**Exercise brief**
Whenever a line in the records below holds the string "Fresno", copy it out.
Provided records section start
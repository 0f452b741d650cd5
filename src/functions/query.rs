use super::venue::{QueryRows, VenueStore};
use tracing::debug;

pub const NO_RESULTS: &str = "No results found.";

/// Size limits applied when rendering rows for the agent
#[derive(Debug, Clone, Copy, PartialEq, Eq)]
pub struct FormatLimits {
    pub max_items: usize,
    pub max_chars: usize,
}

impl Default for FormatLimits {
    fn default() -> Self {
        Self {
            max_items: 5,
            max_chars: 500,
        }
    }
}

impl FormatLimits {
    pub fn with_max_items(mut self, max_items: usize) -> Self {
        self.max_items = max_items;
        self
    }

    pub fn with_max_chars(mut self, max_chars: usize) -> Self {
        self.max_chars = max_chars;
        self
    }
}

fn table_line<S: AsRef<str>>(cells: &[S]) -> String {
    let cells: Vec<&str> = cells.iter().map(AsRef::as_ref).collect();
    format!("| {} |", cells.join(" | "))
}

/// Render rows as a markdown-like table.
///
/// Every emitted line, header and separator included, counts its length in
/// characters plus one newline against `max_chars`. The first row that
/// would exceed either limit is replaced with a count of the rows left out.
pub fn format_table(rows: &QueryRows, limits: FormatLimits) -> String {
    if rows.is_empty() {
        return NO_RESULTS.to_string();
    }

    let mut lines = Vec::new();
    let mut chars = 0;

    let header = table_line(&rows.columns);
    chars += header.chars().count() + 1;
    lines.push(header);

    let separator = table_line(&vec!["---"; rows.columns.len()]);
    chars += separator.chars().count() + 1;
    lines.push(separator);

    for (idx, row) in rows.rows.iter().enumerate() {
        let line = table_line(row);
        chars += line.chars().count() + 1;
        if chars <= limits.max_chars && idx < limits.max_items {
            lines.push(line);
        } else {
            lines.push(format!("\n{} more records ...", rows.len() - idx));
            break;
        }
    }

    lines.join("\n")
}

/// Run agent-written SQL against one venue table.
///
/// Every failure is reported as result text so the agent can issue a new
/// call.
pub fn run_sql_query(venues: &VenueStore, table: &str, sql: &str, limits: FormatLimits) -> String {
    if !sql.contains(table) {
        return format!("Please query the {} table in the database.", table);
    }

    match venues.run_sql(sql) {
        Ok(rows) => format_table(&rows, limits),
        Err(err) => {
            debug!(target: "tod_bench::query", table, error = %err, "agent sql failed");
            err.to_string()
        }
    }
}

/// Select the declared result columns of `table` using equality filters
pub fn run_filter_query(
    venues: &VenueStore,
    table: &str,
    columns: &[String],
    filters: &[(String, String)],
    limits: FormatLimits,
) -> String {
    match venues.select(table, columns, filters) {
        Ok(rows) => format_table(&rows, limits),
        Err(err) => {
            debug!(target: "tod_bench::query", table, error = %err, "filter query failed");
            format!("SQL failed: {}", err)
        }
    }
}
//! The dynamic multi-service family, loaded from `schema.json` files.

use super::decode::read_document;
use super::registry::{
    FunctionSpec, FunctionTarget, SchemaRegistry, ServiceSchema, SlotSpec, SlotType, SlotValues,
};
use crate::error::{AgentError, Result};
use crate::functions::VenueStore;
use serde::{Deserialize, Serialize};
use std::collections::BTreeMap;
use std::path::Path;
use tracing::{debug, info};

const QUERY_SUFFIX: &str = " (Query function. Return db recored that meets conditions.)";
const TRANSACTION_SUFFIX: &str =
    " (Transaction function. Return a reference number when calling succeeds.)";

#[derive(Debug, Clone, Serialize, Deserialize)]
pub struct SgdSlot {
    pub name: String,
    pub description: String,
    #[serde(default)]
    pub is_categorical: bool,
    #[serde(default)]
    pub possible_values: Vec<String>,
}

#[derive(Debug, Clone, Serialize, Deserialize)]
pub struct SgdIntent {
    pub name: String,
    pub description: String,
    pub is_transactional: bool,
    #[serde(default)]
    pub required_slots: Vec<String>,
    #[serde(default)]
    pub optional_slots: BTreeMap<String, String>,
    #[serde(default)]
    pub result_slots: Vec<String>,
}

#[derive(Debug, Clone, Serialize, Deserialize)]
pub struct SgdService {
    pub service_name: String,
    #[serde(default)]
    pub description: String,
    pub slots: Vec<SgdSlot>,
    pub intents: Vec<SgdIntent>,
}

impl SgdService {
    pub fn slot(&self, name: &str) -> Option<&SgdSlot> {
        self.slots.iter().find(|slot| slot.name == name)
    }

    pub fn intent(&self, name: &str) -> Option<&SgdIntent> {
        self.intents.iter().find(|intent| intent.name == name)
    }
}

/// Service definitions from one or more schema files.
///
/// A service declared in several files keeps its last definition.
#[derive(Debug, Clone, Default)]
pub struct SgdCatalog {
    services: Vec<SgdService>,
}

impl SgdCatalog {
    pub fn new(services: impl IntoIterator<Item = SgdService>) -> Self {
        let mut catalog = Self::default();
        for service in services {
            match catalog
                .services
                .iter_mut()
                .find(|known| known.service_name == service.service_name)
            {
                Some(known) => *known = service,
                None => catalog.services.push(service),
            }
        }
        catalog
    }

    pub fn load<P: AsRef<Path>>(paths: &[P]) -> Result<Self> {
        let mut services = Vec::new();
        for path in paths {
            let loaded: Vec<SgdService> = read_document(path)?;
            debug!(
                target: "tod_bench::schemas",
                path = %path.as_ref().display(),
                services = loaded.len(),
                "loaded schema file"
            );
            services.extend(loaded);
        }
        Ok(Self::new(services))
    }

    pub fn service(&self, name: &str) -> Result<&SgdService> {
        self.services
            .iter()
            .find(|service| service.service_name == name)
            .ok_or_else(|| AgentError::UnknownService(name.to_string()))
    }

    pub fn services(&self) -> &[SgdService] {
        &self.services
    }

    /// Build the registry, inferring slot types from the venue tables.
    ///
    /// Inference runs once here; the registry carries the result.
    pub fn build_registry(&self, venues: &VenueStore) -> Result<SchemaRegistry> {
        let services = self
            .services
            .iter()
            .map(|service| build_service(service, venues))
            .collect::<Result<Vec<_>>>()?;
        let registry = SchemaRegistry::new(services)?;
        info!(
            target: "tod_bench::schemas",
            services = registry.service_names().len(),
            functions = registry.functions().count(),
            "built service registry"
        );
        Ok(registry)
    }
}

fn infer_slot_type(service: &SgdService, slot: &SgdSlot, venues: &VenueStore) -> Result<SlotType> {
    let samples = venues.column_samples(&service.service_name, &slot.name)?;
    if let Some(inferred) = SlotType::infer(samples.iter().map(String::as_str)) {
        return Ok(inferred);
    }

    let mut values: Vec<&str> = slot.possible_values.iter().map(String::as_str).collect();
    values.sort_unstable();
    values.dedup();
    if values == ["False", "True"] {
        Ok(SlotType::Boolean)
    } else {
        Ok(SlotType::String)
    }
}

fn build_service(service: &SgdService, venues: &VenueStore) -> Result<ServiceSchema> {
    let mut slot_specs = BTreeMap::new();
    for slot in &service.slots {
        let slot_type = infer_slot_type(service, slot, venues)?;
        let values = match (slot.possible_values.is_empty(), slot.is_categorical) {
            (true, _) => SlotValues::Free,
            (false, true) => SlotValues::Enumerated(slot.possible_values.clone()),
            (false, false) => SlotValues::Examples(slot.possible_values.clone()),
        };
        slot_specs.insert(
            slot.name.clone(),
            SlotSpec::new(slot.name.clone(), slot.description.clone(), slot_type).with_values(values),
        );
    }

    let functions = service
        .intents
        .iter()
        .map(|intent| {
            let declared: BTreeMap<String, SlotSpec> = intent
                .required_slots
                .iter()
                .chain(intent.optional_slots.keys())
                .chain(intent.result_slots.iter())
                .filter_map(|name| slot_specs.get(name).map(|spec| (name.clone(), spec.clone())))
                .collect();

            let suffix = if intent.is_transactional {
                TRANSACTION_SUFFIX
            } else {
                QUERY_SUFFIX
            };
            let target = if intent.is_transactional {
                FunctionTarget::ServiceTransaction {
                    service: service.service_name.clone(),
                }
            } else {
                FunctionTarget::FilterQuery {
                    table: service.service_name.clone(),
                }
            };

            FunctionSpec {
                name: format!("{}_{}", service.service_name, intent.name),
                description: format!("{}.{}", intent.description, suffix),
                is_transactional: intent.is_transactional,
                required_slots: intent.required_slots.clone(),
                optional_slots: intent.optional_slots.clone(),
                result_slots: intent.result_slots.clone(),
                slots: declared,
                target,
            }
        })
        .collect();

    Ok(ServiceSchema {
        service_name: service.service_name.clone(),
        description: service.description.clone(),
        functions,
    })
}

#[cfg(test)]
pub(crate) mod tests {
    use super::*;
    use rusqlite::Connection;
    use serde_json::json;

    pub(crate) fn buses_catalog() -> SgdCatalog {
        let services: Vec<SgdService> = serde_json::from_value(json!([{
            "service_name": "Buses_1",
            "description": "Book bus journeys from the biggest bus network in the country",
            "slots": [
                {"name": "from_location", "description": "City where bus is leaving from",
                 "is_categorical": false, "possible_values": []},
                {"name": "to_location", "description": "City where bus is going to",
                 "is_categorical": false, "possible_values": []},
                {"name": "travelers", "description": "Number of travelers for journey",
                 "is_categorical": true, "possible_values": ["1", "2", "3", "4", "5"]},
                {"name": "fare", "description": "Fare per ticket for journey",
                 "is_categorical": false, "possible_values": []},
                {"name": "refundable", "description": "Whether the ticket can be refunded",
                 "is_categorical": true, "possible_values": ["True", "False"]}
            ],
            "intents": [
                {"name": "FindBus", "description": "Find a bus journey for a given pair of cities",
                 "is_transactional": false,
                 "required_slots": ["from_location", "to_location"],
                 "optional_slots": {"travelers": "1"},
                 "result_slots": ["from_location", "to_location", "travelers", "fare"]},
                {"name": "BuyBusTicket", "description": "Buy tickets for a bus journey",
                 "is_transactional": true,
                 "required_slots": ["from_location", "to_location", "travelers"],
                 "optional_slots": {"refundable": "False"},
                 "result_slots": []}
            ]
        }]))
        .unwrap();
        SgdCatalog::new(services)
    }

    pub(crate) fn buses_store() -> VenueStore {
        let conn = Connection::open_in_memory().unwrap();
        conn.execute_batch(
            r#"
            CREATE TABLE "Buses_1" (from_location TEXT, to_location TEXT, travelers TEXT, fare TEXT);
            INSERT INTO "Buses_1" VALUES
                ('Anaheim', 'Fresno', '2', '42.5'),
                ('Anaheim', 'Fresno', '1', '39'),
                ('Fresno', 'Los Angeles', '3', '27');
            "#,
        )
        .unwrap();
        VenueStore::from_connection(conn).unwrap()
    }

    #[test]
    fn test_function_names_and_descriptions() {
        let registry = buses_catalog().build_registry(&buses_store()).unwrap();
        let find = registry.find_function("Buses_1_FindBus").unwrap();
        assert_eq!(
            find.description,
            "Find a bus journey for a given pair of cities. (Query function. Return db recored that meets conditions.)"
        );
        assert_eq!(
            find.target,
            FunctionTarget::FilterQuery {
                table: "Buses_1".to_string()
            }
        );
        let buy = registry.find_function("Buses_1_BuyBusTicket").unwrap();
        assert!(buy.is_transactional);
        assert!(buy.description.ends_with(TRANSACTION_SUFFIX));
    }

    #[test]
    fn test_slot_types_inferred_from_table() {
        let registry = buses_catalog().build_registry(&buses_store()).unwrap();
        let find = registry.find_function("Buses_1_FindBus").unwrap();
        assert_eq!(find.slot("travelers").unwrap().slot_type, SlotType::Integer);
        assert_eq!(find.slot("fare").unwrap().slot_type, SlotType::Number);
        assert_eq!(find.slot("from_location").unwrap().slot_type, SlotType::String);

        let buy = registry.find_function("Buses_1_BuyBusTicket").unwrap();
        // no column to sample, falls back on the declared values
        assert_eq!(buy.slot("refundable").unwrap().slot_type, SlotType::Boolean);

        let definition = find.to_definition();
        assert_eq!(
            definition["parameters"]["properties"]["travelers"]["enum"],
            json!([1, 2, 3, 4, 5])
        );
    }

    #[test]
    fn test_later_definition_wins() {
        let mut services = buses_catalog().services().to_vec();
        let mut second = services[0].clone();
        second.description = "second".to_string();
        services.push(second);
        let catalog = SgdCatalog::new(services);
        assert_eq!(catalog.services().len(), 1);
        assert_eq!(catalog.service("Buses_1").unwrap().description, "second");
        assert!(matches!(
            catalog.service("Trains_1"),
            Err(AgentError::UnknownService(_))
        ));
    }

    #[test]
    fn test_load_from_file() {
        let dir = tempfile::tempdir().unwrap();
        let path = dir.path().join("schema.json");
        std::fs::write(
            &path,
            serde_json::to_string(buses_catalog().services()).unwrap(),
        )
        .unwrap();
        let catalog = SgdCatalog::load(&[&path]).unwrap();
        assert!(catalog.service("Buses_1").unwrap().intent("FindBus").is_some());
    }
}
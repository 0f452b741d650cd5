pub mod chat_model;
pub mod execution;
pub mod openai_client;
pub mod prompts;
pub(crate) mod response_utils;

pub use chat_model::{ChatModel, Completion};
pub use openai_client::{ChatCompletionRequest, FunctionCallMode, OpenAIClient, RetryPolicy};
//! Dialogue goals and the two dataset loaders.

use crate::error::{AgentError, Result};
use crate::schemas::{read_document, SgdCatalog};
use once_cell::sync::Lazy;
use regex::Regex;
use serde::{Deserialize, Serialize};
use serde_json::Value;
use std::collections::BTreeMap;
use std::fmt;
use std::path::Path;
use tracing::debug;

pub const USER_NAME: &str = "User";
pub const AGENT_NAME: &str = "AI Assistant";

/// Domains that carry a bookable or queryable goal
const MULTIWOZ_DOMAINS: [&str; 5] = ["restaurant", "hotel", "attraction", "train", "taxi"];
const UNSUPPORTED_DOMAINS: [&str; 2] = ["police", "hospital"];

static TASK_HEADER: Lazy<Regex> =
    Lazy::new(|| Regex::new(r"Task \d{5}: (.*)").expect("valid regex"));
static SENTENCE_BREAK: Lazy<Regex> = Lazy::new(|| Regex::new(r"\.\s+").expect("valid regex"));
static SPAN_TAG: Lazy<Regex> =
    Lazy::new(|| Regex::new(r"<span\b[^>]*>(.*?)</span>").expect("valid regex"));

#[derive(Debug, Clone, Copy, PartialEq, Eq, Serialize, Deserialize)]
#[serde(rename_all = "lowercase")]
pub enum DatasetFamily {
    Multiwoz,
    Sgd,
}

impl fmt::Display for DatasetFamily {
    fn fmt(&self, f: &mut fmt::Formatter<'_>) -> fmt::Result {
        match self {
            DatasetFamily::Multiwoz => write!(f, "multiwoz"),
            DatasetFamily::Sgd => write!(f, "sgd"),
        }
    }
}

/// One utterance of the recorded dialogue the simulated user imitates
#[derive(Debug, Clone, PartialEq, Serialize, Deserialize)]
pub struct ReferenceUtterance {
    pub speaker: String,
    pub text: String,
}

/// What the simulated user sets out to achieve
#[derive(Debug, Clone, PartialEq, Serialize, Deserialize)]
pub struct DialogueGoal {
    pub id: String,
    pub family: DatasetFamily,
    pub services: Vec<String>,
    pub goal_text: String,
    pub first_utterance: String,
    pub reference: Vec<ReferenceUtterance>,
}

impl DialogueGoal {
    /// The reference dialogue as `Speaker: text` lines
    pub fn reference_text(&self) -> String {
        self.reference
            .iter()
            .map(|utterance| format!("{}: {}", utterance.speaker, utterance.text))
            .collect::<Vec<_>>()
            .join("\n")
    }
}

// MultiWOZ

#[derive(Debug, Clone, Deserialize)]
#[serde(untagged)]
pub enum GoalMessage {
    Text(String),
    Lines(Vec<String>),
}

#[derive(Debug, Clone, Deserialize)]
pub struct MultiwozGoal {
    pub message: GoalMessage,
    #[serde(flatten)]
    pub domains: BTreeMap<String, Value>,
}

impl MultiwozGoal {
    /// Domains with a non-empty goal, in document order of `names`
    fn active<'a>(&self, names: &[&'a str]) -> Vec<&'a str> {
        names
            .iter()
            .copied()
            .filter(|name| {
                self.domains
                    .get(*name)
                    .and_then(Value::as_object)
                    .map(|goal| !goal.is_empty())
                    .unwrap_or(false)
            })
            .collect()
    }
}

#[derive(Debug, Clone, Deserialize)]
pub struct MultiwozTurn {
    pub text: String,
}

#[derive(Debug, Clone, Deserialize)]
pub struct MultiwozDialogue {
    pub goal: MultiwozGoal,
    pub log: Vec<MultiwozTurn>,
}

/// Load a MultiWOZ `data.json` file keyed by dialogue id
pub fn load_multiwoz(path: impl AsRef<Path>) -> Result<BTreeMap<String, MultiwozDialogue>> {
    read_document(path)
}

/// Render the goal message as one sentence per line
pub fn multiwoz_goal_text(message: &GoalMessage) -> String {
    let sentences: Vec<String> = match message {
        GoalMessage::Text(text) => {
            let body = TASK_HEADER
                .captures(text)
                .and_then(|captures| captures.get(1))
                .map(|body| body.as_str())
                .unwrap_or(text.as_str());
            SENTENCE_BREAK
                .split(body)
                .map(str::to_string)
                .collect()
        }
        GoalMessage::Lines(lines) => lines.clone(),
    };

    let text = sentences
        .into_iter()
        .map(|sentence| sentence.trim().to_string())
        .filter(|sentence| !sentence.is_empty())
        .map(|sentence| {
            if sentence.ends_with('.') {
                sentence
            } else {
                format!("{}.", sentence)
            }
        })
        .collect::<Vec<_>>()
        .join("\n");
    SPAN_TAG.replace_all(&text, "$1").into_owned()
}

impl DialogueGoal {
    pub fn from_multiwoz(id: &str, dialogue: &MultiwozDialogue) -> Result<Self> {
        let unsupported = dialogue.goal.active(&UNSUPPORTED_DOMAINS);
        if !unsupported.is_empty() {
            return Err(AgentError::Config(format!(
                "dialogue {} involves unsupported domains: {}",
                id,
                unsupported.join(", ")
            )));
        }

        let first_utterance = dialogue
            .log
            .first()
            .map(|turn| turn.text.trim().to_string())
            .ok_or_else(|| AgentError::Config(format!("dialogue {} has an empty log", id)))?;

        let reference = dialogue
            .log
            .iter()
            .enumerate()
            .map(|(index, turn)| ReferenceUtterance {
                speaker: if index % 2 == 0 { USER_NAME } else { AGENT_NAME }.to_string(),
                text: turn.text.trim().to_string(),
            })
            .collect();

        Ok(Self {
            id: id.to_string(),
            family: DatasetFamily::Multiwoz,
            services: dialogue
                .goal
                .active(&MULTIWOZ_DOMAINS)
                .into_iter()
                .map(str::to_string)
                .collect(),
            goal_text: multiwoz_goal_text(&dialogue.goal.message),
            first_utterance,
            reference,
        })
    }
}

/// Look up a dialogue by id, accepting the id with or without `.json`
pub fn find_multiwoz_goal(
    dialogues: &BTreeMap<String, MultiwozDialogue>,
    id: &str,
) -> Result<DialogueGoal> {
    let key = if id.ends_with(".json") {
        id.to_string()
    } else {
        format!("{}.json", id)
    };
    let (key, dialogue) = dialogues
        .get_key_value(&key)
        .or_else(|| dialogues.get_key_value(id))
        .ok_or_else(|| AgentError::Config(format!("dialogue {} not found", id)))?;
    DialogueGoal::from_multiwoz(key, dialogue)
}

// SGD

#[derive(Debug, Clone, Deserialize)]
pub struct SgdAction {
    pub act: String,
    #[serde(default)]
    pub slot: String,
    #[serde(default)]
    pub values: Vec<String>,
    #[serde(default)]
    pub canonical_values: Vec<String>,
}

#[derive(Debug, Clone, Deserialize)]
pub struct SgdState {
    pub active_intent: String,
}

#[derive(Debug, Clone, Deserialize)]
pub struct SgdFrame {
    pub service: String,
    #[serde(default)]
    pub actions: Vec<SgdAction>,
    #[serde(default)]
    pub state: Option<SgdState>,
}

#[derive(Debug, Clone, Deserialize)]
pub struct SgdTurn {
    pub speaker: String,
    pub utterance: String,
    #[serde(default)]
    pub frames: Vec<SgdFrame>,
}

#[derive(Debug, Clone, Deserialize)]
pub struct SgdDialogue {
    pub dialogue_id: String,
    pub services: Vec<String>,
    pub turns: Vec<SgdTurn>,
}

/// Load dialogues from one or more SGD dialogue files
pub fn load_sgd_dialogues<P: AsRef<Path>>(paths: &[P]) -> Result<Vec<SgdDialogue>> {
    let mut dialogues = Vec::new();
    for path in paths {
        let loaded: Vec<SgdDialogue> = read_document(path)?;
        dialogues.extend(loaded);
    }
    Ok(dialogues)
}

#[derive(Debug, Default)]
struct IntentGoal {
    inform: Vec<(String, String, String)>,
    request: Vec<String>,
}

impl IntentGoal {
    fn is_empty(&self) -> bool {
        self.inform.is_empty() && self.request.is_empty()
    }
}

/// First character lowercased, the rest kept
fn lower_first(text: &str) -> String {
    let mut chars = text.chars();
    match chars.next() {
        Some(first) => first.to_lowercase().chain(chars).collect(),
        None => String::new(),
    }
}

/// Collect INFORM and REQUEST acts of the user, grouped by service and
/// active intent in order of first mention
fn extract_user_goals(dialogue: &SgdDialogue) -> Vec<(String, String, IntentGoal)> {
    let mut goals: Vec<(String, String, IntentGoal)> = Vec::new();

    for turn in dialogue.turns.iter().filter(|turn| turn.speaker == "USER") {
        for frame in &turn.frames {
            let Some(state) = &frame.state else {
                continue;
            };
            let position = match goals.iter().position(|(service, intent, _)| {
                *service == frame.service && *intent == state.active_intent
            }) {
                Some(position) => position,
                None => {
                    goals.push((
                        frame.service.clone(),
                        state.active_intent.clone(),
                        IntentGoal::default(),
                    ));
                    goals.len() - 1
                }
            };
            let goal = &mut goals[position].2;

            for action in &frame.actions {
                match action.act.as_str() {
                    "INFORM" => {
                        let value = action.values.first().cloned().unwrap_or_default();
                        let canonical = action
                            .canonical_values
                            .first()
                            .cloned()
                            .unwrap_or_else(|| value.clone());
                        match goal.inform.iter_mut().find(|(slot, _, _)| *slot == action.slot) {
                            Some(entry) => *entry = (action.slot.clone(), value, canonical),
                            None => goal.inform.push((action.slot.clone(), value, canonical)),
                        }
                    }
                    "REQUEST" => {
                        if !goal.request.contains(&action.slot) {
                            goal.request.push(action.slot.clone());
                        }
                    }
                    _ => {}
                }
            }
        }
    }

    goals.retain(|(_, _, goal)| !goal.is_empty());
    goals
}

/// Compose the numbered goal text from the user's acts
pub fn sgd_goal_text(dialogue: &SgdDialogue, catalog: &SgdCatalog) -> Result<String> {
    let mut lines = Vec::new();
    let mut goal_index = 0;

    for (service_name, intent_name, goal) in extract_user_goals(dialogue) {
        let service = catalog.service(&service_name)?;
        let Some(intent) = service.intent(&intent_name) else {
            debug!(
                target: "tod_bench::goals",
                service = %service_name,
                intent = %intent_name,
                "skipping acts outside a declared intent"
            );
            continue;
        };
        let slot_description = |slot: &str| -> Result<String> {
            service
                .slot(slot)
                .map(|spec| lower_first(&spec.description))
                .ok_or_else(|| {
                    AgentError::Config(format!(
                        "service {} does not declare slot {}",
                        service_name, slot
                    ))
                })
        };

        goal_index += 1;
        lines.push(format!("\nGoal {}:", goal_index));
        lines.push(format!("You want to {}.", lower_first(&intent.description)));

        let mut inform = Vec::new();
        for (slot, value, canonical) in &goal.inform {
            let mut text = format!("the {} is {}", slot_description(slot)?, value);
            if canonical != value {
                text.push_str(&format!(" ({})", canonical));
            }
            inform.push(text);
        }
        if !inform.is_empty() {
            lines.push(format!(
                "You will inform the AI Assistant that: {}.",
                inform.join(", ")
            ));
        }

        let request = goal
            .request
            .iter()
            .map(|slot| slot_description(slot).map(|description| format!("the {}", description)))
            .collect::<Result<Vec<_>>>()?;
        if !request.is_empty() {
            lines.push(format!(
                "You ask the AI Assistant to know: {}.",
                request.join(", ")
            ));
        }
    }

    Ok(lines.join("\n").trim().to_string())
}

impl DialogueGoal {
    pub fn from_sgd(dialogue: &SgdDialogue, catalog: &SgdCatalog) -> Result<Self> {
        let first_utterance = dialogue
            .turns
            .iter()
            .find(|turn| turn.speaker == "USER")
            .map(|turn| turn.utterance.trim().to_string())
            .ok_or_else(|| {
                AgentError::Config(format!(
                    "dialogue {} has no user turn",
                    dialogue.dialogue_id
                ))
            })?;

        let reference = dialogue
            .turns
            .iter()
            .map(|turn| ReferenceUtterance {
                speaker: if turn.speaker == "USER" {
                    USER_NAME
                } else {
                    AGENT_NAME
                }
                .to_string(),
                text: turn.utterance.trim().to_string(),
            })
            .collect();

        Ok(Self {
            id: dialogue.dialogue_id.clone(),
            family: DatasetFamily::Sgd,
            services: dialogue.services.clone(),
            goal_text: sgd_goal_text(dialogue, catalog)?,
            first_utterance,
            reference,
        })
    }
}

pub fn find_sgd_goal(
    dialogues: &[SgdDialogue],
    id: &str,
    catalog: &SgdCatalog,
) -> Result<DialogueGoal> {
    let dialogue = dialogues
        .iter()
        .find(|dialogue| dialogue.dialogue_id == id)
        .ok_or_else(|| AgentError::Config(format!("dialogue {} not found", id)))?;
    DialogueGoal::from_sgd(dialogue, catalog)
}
Provided records section end
**Expected answer**
                ('Anaheim', 'Fresno', '2', '42.5'),
                ('Anaheim', 'Fresno', '1', '39'),
                ('Fresno', 'Los Angeles', '3', '27');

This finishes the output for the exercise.